=== Section Start ===
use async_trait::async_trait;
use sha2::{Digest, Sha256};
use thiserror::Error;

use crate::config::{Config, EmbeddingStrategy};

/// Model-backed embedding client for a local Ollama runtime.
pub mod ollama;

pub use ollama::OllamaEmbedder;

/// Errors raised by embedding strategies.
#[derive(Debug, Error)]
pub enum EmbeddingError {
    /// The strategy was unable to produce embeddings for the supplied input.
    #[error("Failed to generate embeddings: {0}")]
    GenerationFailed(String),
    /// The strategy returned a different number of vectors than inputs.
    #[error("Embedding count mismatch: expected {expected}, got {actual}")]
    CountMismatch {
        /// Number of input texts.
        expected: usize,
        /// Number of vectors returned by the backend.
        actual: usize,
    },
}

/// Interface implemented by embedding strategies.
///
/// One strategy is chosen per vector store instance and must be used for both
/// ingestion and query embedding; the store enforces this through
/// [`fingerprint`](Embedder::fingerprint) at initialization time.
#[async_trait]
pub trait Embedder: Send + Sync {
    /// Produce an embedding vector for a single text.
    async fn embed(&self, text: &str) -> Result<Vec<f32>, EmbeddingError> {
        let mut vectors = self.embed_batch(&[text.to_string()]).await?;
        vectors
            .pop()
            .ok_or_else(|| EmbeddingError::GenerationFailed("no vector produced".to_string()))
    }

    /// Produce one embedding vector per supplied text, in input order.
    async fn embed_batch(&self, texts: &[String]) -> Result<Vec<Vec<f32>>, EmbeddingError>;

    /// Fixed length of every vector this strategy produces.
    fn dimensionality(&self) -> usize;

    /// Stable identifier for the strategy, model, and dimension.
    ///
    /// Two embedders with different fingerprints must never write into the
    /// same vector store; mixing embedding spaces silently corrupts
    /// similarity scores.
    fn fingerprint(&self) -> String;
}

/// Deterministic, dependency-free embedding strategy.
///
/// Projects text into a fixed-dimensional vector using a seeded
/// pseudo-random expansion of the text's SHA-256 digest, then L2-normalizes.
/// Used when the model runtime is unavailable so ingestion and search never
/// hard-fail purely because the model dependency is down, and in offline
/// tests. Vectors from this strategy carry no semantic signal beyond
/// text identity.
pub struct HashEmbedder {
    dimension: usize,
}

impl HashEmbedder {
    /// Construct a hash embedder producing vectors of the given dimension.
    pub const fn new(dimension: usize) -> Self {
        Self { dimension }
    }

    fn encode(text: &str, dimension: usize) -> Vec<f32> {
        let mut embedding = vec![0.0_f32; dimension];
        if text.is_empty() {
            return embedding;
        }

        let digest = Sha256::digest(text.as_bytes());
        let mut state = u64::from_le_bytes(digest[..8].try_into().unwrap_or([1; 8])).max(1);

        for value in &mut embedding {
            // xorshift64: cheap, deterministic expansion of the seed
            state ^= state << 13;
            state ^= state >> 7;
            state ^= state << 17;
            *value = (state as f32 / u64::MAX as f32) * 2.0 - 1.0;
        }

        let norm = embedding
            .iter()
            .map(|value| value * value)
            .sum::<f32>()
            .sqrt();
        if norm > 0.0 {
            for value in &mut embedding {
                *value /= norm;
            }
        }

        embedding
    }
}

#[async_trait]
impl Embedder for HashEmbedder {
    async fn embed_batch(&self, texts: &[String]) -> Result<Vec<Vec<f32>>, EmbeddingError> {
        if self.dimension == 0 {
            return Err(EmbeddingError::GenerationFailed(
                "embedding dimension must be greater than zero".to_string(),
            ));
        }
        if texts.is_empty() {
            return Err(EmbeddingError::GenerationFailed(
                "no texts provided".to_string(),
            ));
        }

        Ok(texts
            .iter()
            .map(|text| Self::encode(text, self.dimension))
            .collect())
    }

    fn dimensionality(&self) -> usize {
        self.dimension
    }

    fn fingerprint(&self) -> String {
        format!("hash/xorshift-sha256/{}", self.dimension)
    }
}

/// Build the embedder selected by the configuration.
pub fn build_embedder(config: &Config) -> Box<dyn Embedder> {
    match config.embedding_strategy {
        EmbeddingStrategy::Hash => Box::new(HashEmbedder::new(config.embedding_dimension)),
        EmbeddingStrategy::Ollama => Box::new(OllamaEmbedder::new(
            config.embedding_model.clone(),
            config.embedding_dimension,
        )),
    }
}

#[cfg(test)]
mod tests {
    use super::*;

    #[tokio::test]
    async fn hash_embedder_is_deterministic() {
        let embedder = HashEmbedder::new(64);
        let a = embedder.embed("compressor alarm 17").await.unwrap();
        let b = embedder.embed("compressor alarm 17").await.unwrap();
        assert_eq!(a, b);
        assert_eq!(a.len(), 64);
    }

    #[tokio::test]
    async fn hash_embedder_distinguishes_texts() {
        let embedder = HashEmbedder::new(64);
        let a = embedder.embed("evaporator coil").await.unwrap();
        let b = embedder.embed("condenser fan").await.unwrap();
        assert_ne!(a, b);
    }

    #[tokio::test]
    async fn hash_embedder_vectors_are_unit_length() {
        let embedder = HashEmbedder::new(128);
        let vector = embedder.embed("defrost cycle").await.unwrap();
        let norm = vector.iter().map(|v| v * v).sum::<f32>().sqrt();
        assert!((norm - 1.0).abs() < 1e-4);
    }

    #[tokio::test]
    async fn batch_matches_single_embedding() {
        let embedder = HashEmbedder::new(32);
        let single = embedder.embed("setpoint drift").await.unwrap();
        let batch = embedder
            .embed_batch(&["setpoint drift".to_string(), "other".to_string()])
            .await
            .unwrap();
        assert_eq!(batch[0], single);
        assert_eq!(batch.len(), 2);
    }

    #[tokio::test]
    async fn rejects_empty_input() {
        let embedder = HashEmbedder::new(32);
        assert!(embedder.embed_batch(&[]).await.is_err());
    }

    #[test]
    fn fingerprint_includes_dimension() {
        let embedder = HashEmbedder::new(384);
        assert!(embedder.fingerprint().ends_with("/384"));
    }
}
=== Section End ===
=== Section Start ===
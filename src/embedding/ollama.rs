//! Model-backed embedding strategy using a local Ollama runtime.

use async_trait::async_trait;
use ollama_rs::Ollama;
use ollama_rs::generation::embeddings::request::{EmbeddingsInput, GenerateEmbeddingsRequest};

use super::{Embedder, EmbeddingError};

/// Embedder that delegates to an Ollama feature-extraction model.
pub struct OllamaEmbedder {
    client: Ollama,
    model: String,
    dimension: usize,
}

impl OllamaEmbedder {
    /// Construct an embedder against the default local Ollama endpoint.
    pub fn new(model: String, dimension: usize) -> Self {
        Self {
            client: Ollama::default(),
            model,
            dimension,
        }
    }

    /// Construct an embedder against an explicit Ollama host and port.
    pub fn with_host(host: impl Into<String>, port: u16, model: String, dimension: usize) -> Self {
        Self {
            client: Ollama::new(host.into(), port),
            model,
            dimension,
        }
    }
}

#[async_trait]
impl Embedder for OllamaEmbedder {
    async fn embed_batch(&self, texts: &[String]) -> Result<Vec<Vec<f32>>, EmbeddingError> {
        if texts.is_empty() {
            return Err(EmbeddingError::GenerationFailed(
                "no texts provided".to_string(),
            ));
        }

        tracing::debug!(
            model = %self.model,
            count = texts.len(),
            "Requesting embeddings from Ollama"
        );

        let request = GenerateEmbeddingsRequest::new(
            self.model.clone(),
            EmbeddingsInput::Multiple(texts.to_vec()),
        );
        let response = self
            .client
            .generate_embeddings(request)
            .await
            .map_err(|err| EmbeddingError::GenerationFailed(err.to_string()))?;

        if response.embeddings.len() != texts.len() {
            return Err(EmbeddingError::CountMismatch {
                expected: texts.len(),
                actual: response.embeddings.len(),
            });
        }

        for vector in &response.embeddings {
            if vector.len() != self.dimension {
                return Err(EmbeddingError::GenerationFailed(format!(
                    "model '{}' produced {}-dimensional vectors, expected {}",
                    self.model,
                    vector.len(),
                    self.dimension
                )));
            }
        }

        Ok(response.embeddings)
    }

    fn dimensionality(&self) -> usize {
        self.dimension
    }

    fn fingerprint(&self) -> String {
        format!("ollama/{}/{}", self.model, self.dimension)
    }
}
=== Section End ===
=== Section Start ===
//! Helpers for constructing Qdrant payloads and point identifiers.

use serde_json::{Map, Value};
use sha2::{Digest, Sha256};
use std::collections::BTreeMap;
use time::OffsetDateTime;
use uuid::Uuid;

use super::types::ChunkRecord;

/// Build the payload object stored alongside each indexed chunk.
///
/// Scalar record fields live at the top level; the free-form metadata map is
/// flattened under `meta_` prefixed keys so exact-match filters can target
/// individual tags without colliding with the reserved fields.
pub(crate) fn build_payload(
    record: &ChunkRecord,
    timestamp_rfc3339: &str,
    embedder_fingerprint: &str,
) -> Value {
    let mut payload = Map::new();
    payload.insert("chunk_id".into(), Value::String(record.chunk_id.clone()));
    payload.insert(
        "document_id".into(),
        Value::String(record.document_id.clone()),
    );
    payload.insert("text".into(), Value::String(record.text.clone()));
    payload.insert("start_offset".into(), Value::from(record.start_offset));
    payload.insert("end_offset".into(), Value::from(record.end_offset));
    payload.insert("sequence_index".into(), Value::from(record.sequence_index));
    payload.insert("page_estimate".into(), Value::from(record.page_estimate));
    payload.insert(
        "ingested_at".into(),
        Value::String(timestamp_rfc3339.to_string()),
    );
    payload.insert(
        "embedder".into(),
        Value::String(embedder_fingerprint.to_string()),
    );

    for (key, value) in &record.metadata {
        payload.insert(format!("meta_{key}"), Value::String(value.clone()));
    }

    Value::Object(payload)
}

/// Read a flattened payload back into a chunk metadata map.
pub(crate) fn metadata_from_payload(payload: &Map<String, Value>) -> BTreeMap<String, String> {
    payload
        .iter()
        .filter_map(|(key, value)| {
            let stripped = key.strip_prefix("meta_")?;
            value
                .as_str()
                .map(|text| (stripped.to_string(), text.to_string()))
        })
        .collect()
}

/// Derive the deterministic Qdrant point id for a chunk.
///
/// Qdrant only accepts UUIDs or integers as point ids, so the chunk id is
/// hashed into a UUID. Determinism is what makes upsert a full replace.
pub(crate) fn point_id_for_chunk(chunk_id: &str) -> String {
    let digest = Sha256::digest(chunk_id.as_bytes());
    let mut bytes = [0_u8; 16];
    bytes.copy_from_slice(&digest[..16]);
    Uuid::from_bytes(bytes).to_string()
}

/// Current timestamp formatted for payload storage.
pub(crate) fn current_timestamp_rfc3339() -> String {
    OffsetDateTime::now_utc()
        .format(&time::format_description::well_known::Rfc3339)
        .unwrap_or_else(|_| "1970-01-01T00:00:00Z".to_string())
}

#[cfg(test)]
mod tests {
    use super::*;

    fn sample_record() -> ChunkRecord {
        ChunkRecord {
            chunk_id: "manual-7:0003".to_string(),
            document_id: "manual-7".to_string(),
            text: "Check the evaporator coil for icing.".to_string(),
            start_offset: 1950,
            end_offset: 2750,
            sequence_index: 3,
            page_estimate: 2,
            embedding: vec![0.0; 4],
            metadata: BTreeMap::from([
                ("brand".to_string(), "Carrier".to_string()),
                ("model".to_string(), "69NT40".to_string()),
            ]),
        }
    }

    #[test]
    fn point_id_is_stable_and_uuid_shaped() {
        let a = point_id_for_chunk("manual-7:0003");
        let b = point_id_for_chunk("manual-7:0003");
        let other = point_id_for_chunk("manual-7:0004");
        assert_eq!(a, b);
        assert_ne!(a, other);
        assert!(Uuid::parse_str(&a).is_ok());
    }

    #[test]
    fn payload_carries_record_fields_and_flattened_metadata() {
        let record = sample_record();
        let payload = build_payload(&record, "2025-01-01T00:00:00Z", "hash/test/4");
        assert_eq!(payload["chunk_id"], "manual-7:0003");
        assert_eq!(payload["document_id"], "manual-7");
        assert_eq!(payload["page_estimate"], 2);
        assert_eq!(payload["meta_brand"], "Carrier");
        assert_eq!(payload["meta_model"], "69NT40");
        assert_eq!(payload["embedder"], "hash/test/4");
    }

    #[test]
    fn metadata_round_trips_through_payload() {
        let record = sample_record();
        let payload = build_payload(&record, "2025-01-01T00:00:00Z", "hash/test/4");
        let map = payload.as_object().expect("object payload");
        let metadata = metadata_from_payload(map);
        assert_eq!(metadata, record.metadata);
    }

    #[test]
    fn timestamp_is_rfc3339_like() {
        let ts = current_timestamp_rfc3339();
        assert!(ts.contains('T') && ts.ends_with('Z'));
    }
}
=== Section End ===
→ **Work instruction**: Where in the records does the word "strategies" appear? Copy each line that holds it.

→ **Task result**:
/// Errors raised by embedding strategies.
/// Interface implemented by embedding strategies.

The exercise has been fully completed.